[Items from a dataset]
----------------------------------------

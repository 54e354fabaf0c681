use anyhow::Context;
use chrono::{Datelike, Duration, NaiveDate, Weekday};
use serde::Serialize;
use std::fmt;
use std::str::FromStr;

use crate::error::LoadError;

pub const MONTH_NAMES: [&str; 12] = [
    "January",
    "February",
    "March",
    "April",
    "May",
    "June",
    "July",
    "August",
    "September",
    "October",
    "November",
    "December",
];

/// Number of months offered in the month picker, starting with the current one.
pub const MONTH_OPTIONS: usize = 18;

const MIN_YEAR: i32 = 1;
const MAX_YEAR: i32 = 9999;

/// A calendar month, labelled `"November 2026"`.
#[derive(Debug, Clone, Copy, PartialEq, Eq, PartialOrd, Ord, Hash, Serialize)]
pub struct MonthSelection {
    year: i32,
    month: u32,
}

/// The dates a load asks the availability endpoint for.
#[derive(Debug, Clone, Copy, PartialEq, Eq, Serialize)]
pub struct DayWindow {
    pub start: NaiveDate,
    pub days: u32,
}

impl MonthSelection {
    pub fn new(year: i32, month: u32) -> Option<Self> {
        ((MIN_YEAR..=MAX_YEAR).contains(&year) && (1..=12).contains(&month))
            .then_some(Self { year, month })
    }

    pub fn containing(date: NaiveDate) -> Self {
        Self {
            year: date.year().clamp(MIN_YEAR, MAX_YEAR),
            month: date.month(),
        }
    }

    pub fn year(self) -> i32 {
        self.year
    }

    /// 1-based month number.
    pub fn month(self) -> u32 {
        self.month
    }

    pub fn name(self) -> &'static str {
        MONTH_NAMES[(self.month - 1) as usize]
    }

    pub fn label(self) -> String {
        format!("{} {}", self.name(), self.year)
    }

    /// Moves by whole months, wrapping across years. Saturates at the supported range.
    pub fn shift(self, delta: i32) -> Self {
        let index = i64::from(self.year) * 12 + i64::from(self.month - 1) + i64::from(delta);
        let min = i64::from(MIN_YEAR) * 12;
        let max = i64::from(MAX_YEAR) * 12 + 11;
        let index = index.clamp(min, max);
        Self {
            year: index.div_euclid(12) as i32,
            month: index.rem_euclid(12) as u32 + 1,
        }
    }

    pub fn days_in_month(self) -> u32 {
        match self.month {
            1 | 3 | 5 | 7 | 8 | 10 | 12 => 31,
            4 | 6 | 9 | 11 => 30,
            _ if is_leap_year(self.year) => 29,
            _ => 28,
        }
    }

    pub fn date(self, day: u32) -> Option<NaiveDate> {
        NaiveDate::from_ymd_opt(self.year, self.month, day)
    }

    /// The fetch window for this month as seen from `today`.
    ///
    /// Future months cover every day. The current month starts tomorrow; when today is
    /// the last day nothing is left and the month counts as past.
    pub fn window(self, today: NaiveDate) -> Result<DayWindow, LoadError> {
        let current = Self::containing(today);
        if self < current {
            return Err(LoadError::PastMonth);
        }

        let dim = self.days_in_month();
        let (start_day, days) = if self == current {
            (today.day() + 1, dim - today.day())
        } else {
            (1, dim)
        };

        if days == 0 {
            return Err(LoadError::PastMonth);
        }

        let start = self.date(start_day).ok_or(LoadError::PastMonth)?;
        Ok(DayWindow { start, days })
    }
}

impl DayWindow {
    pub fn dates(&self) -> impl Iterator<Item = NaiveDate> {
        self.start.iter_days().take(self.days as usize)
    }

    pub fn end(&self) -> NaiveDate {
        self.start + Duration::days(i64::from(self.days.saturating_sub(1)))
    }
}

impl fmt::Display for MonthSelection {
    fn fmt(&self, f: &mut fmt::Formatter<'_>) -> fmt::Result {
        write!(f, "{} {}", self.name(), self.year)
    }
}

/// Accepts `"November 2026"` (case-insensitive) or `"2026-11"`.
impl FromStr for MonthSelection {
    type Err = anyhow::Error;

    fn from_str(s: &str) -> Result<Self, Self::Err> {
        let s = s.trim();

        if let Some((y, m)) = s.split_once('-') {
            let year = y.trim().parse::<i32>().context("invalid year")?;
            let month = m.trim().parse::<u32>().context("invalid month")?;
            return Self::new(year, month)
                .with_context(|| format!("month out of range: {s:?}"));
        }

        let mut parts = s.split_whitespace();
        let (Some(name), Some(year), None) = (parts.next(), parts.next(), parts.next()) else {
            anyhow::bail!("expected \"<Month> <YYYY>\" or \"YYYY-MM\", got {s:?}");
        };
        let month = MONTH_NAMES
            .iter()
            .position(|m| m.eq_ignore_ascii_case(name))
            .with_context(|| format!("unknown month name {name:?}"))?;
        let year = year.parse::<i32>().context("invalid year")?;
        Self::new(year, month as u32 + 1).with_context(|| format!("month out of range: {s:?}"))
    }
}

/// The month picker: `count` consecutive months starting with the one containing `today`.
pub fn month_options(today: NaiveDate, count: usize) -> Vec<MonthSelection> {
    let first = MonthSelection::containing(today);
    (0..count as i32).map(|i| first.shift(i)).collect()
}

/// Two-letter English weekday used in the calendar header.
pub fn weekday_abbrev(date: NaiveDate) -> &'static str {
    match date.weekday() {
        Weekday::Mon => "Mo",
        Weekday::Tue => "Tu",
        Weekday::Wed => "We",
        Weekday::Thu => "Th",
        Weekday::Fri => "Fr",
        Weekday::Sat => "Sa",
        Weekday::Sun => "Su",
    }
}

fn is_leap_year(year: i32) -> bool {
    (year % 4 == 0 && year % 100 != 0) || year % 400 == 0
}

#[cfg(test)]
mod tests {
    use super::*;

    fn d(y: i32, m: u32, day: u32) -> NaiveDate {
        NaiveDate::from_ymd_opt(y, m, day).unwrap()
    }

    fn month(y: i32, m: u32) -> MonthSelection {
        MonthSelection::new(y, m).unwrap()
    }

    #[test]
    fn parses_labels_and_iso_months() {
        assert_eq!("November 2026".parse::<MonthSelection>().unwrap(), month(2026, 11));
        assert_eq!("  march 2027 ".parse::<MonthSelection>().unwrap(), month(2027, 3));
        assert_eq!("2026-02".parse::<MonthSelection>().unwrap(), month(2026, 2));
        assert!("Smarch 2026".parse::<MonthSelection>().is_err());
        assert!("2026-13".parse::<MonthSelection>().is_err());
        assert!("November".parse::<MonthSelection>().is_err());
    }

    #[test]
    fn label_round_trips_through_display() {
        let m = month(2026, 10);
        assert_eq!(m.label(), "October 2026");
        assert_eq!(m.to_string().parse::<MonthSelection>().unwrap(), m);
    }

    #[test]
    fn shift_wraps_years() {
        assert_eq!(month(2026, 12).shift(1), month(2027, 1));
        assert_eq!(month(2026, 1).shift(-1), month(2025, 12));
        assert_eq!(month(2026, 10).shift(17), month(2028, 3));
        assert_eq!(month(2026, 10).shift(-22), month(2024, 12));
    }

    #[test]
    fn days_in_month_handles_leap_years() {
        assert_eq!(month(2024, 2).days_in_month(), 29);
        assert_eq!(month(2026, 2).days_in_month(), 28);
        assert_eq!(month(2000, 2).days_in_month(), 29);
        assert_eq!(month(1900, 2).days_in_month(), 28);
        assert_eq!(month(2026, 11).days_in_month(), 30);
    }

    #[test]
    fn past_month_is_rejected() {
        let today = d(2026, 10, 19);
        assert_eq!(month(2026, 9).window(today), Err(LoadError::PastMonth));
        assert_eq!(month(2025, 12).window(today), Err(LoadError::PastMonth));
    }

    #[test]
    fn current_month_starts_tomorrow() {
        let today = d(2026, 10, 19);
        let w = month(2026, 10).window(today).unwrap();
        assert_eq!(w.start, d(2026, 10, 20));
        assert_eq!(w.days, 12);
        assert_eq!(w.end(), d(2026, 10, 31));
        assert_eq!(w.dates().count(), 12);
    }

    #[test]
    fn last_day_of_month_leaves_nothing() {
        assert_eq!(
            month(2026, 10).window(d(2026, 10, 31)),
            Err(LoadError::PastMonth)
        );
        let w = month(2026, 10).window(d(2026, 10, 30)).unwrap();
        assert_eq!((w.start, w.days), (d(2026, 10, 31), 1));
    }

    #[test]
    fn future_month_covers_every_day() {
        let w = month(2027, 2).window(d(2026, 10, 19)).unwrap();
        assert_eq!(w.start, d(2027, 2, 1));
        assert_eq!(w.days, 28);
        let dates: Vec<_> = w.dates().collect();
        assert_eq!(dates.first(), Some(&d(2027, 2, 1)));
        assert_eq!(dates.last(), Some(&d(2027, 2, 28)));
    }

    #[test]
    fn eighteen_month_picker() {
        let opts = month_options(d(2026, 10, 19), MONTH_OPTIONS);
        assert_eq!(opts.len(), 18);
        assert_eq!(opts[0], month(2026, 10));
        assert_eq!(opts[3], month(2027, 1));
        assert_eq!(opts[17], month(2028, 3));
    }

    #[test]
    fn weekday_abbreviations() {
        // 2026-10-19 is a Monday.
        assert_eq!(weekday_abbrev(d(2026, 10, 19)), "Mo");
        assert_eq!(weekday_abbrev(d(2026, 10, 25)), "Su");
    }
}
use futures::stream::{self, BoxStream, StreamExt};

use crate::domain::availability::AvailabilityMap;
use crate::domain::product::Product;
use crate::remote::booking::BookingApi;
use crate::remote::token::AccessToken;
use crate::time::month::DayWindow;

/// Availability of one product, yielded in product order.
#[derive(Debug, Clone)]
pub struct ProductAvailability {
    pub product: Product,
    pub availability: AvailabilityMap,
    /// The fetch failed and `availability` is empty as a result.
    pub failed: bool,
}

/// Fetches availability product by product.
///
/// `concurrency` bounds how many requests are in flight; `1` keeps the strictly
/// sequential behaviour. Output order always follows `products`. A failed fetch yields
/// an empty map instead of ending the stream.
pub fn availability_stream<'a>(
    api: &'a dyn BookingApi,
    token: &'a AccessToken,
    products: Vec<Product>,
    window: DayWindow,
    concurrency: usize,
) -> BoxStream<'a, ProductAvailability> {
    stream::iter(products)
        .map(move |product| async move {
            match api.fetch_availability(token, &product, window).await {
                Ok(availability) => {
                    if availability.is_empty() {
                        tracing::debug!(
                            product_id = %product.product_id,
                            "availability response carried no days"
                        );
                    }
                    ProductAvailability {
                        product,
                        availability,
                        failed: false,
                    }
                }
                Err(err) => {
                    tracing::warn!(
                        product_id = %product.product_id,
                        product = %product.name,
                        error = %format!("{err:#}"),
                        "availability fetch failed; showing no data for product"
                    );
                    ProductAvailability {
                        product,
                        availability: AvailabilityMap::empty(),
                        failed: true,
                    }
                }
            }
        })
        .buffered(concurrency.max(1))
        .boxed()
}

----------------------------------------

■ HOW TO COMPLETE THIS TASK:
Please go through each line of the data and count those that contain the string "remote"; give that number alone.

■ EXERCISE SOLUTION:
2